Governing is messy, especially when one side frustrates everything. We all know about the American exit from Afghanistan to which President Trump committed us. Donald Trump has far more trust for rogues than is appropriate. All in all I have no problem with Nixon opening China -- but that was the one diplomatic achievement that he could make because everything went right. Of course, Donald Trump never had anyone like Henry Kissinger in his service, as Trump went through Secretaries of State like record labels go through garage bands. Joe Biden couldn't keep up the Trump work with several vile despots at once and did not try because President Biden would have gotten America and its allies burned. We are now stuck with the Taliban in Afghanistan, and mark my words: the US Armed Forces will be back in Afghanistan after some fresh outrage.

America still has a divide between a plutocratic elite that has ideas from the middle ages but a love of modern technology in communications, military prowess, surveillance, and productivity... and people fully modern in their ways. That elite is little different in values from those of the tycoons in Weimar Germany. Basically,

He who owns the gold makes the rules.


That is a corollary of the neoliberal era that believed in keeping prices low by ensuring that the majority of people could not fully participate in the consumer society although they were obliged to work long hours just to survive. When we have mass death from a viral infection we have a sudden loss of hundreds of thousands of people from the workforce, then the assumptions that lead to price stability no longer apply.

But back to the polarization. We have two Parties refusing to let the other get away with what they want. We still have political gridlock. Worse, one side just showed its contempt for the niceties that make democracy possible. Can you still see the January Putsch as an honorable way in which to do politics? Is it up to the incumbent President to decide the results of an election are to go? We have laws to establish who wins and who loses. The same rules that decided that Donald Trump could be elected President with less than a plurality in 2016 determined that he would lose in 2020.

Let a few things go right for President Biden, and his approval ratings will rise. I know that you believe that he is freakishly incompetent just as I believed (with justification) that Donald Trump was not only inept at political give-and-take built into our system but perverse in his methods.  

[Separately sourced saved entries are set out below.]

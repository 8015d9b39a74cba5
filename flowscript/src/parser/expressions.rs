use std::sync::Arc;

use pest::iterators::Pair;

use super::common::{build_identifier, build_key, build_literal};
use super::errors::ParseError;
use super::special_forms;
use super::Rule;
use crate::ast::{BinaryOp, Expression, FnDef, Literal, ParamDef, UnaryOp, PIPE_SUBJECT};
use crate::stack::ensure_sufficient_stack;

/// Builds an expression from any pair produced by the `expression` rule or one
/// of its precedence layers.
pub(super) fn build_expression(pair: Pair<Rule>) -> Result<Expression, ParseError> {
    ensure_sufficient_stack(|| build_node(pair))
}

fn build_node(pair: Pair<Rule>) -> Result<Expression, ParseError> {
    match pair.as_rule() {
        Rule::expression => {
            let outer = pair.clone();
            let inner = pair
                .into_inner()
                .next()
                .ok_or_else(|| ParseError::missing(&outer, "expression"))?;
            build_expression(inner)
        }
        Rule::pipe_expr => build_pipe(pair),
        Rule::or_expr
        | Rule::and_expr
        | Rule::eq_expr
        | Rule::cmp_expr
        | Rule::add_expr
        | Rule::mul_expr => build_binary_chain(pair),
        Rule::unary_expr => build_unary(pair),
        Rule::postfix_expr => build_postfix(pair),
        Rule::literal => Ok(Expression::Literal(build_literal(pair)?)),
        Rule::identifier => Ok(Expression::Identifier(build_identifier(pair)?)),
        Rule::pipe_subject => Ok(Expression::identifier(PIPE_SUBJECT)),
        Rule::object => special_forms::build_object(pair),
        Rule::array => special_forms::build_array(pair),
        Rule::lambda => special_forms::build_lambda(pair),
        Rule::let_expr => special_forms::build_let(pair),
        Rule::match_expr => special_forms::build_match(pair),
        Rule::loop_expr => special_forms::build_loop(pair),
        Rule::recur_expr => special_forms::build_recur(pair),
        Rule::model_expr => special_forms::build_model(pair),
        Rule::try_expr => special_forms::build_try(pair),
        _ => Err(ParseError::unexpected(&pair, "expression")),
    }
}

// --- Pipes ---

fn build_pipe(pair: Pair<Rule>) -> Result<Expression, ParseError> {
    let outer = pair.clone();
    let mut inner = pair.into_inner();
    let first = inner
        .next()
        .ok_or_else(|| ParseError::missing(&outer, "pipe subject"))?;
    let mut subject = build_expression(first)?;
    while let Some(op_pair) = inner.next() {
        let stage_pair = inner
            .next()
            .ok_or_else(|| ParseError::missing(&op_pair, "pipe stage"))?;
        subject = apply_stage(subject, build_expression(stage_pair)?);
    }
    Ok(subject)
}

/// Rewrites `subject >> stage` into an ordinary call.
pub fn apply_stage(subject: Expression, stage: Expression) -> Expression {
    match stage {
        Expression::Call {
            callee,
            mut arguments,
        } => {
            arguments.insert(0, subject);
            Expression::Call { callee, arguments }
        }
        literal @ (Expression::Object(_) | Expression::Array(_)) => {
            let wrapper = FnDef {
                name: None,
                params: vec![ParamDef::required(PIPE_SUBJECT)],
                body: literal,
            };
            Expression::call(Expression::Lambda(Arc::new(wrapper)), vec![subject])
        }
        other => Expression::call(other, vec![subject]),
    }
}

// --- Operators ---

fn build_binary_chain(pair: Pair<Rule>) -> Result<Expression, ParseError> {
    let outer = pair.clone();
    let mut inner = pair.into_inner();
    let first = inner
        .next()
        .ok_or_else(|| ParseError::missing(&outer, "left operand"))?;
    let mut left = build_expression(first)?;
    while let Some(op_pair) = inner.next() {
        let op = binary_op(&op_pair)?;
        let right_pair = inner
            .next()
            .ok_or_else(|| ParseError::missing(&op_pair, "right operand"))?;
        let right = build_expression(right_pair)?;
        left = Expression::Binary {
            op,
            left: Box::new(left),
            right: Box::new(right),
        };
    }
    Ok(left)
}

fn binary_op(pair: &Pair<Rule>) -> Result<BinaryOp, ParseError> {
    let op = match pair.as_str() {
        "||" => BinaryOp::Or,
        "&&" => BinaryOp::And,
        "==" => BinaryOp::Eq,
        "!=" => BinaryOp::NotEq,
        "<" => BinaryOp::Lt,
        "<=" => BinaryOp::LtEq,
        ">" => BinaryOp::Gt,
        ">=" => BinaryOp::GtEq,
        "+" => BinaryOp::Add,
        "-" => BinaryOp::Sub,
        "*" => BinaryOp::Mul,
        "/" => BinaryOp::Div,
        "%" => BinaryOp::Rem,
        _ => return Err(ParseError::unexpected(pair, "operator position")),
    };
    Ok(op)
}

fn build_unary(pair: Pair<Rule>) -> Result<Expression, ParseError> {
    let outer = pair.clone();
    let mut ops = Vec::new();
    let mut operand = None;
    for inner in pair.into_inner() {
        match inner.as_rule() {
            Rule::unary_op if inner.as_str() == "!" => ops.push(UnaryOp::Not),
            Rule::unary_op => ops.push(UnaryOp::Neg),
            _ => operand = Some(build_expression(inner)?),
        }
    }
    let mut expr = operand.ok_or_else(|| ParseError::missing(&outer, "operand"))?;
    for op in ops.into_iter().rev() {
        expr = match (op, expr) {
            (UnaryOp::Neg, Expression::Literal(Literal::Integer(n))) => {
                Expression::Literal(Literal::Integer(n.wrapping_neg()))
            }
            (UnaryOp::Neg, Expression::Literal(Literal::Float(f))) => {
                Expression::Literal(Literal::Float(-f))
            }
            (op, operand) => Expression::Unary {
                op,
                operand: Box::new(operand),
            },
        };
    }
    Ok(expr)
}

// --- Postfix: calls, fields, indexing ---

fn build_postfix(pair: Pair<Rule>) -> Result<Expression, ParseError> {
    let outer = pair.clone();
    let mut inner = pair.into_inner();
    let primary = inner
        .next()
        .ok_or_else(|| ParseError::missing(&outer, "primary expression"))?;
    let mut expr = build_expression(primary)?;
    for suffix in inner {
        expr = match suffix.as_rule() {
            Rule::call_args => {
                let arguments = suffix
                    .into_inner()
                    .map(build_expression)
                    .collect::<Result<Vec<_>, _>>()?;
                make_call(expr, arguments)
            }
            Rule::field_access => {
                let key_pair = suffix
                    .clone()
                    .into_inner()
                    .next()
                    .ok_or_else(|| ParseError::missing(&suffix, "field name"))?;
                Expression::Field {
                    target: Box::new(expr),
                    field: build_key(key_pair)?,
                }
            }
            Rule::index_access => {
                let index_pair = suffix
                    .clone()
                    .into_inner()
                    .next()
                    .ok_or_else(|| ParseError::missing(&suffix, "index expression"))?;
                Expression::Index {
                    target: Box::new(expr),
                    index: Box::new(build_expression(index_pair)?),
                }
            }
            _ => return Err(ParseError::unexpected(&suffix, "postfix position")),
        };
    }
    Ok(expr)
}

fn make_call(callee: Expression, mut arguments: Vec<Expression>) -> Expression {
    if let Expression::Identifier(sym) = &callee {
        if sym.as_str() == "is-defined?" && arguments.len() == 1 {
            if let Some(probe) = arguments.pop() {
                return Expression::Defined(Box::new(probe));
            }
        }
    }
    Expression::Call {
        callee: Box::new(callee),
        arguments,
    }
}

Quote:I'm not a Red. I'm a hardcore American.

I call BS on that. You are a true believer in Donald Trump and his agenda, and should he be no longer available you will support anyone who adopts his agenda and techniques, except that you will be delighted to have as your political idol someone even more ruthless in crushing what you consider the Left. Hard-core American? People very different from you in ethnicity and religion consider themselves just as American as you consider yourself.

David and I have taken seriously one explanation of American history that defines America regionally: Albion's Seed. I suggest that you read it some time. It can explain some political divides between and even within states. Basically there were four pre-Revolutionary mass settlements in America:

1. Aristocratic Cavaliers
who settled from the Tidewater region of Chesapeake Bay down the Atlantic coast to Georgia, who sought to establish an aristocratic order of "gentleman" planters who needed to import large numbers of peasants, found to their chagrin that the peasants weren't going to take the dangerous trip across the Atlantic just to endure more of the same that they knew in southwestern England in a climate that became brutally hot and humid in the summer. Those planters then offered a deal to indentured servants: work under harsh terms for a specified time, and get a considerable grant of land. About when the planters started having to grant land to those recently-freed servants they chose to import people who would remain slaves.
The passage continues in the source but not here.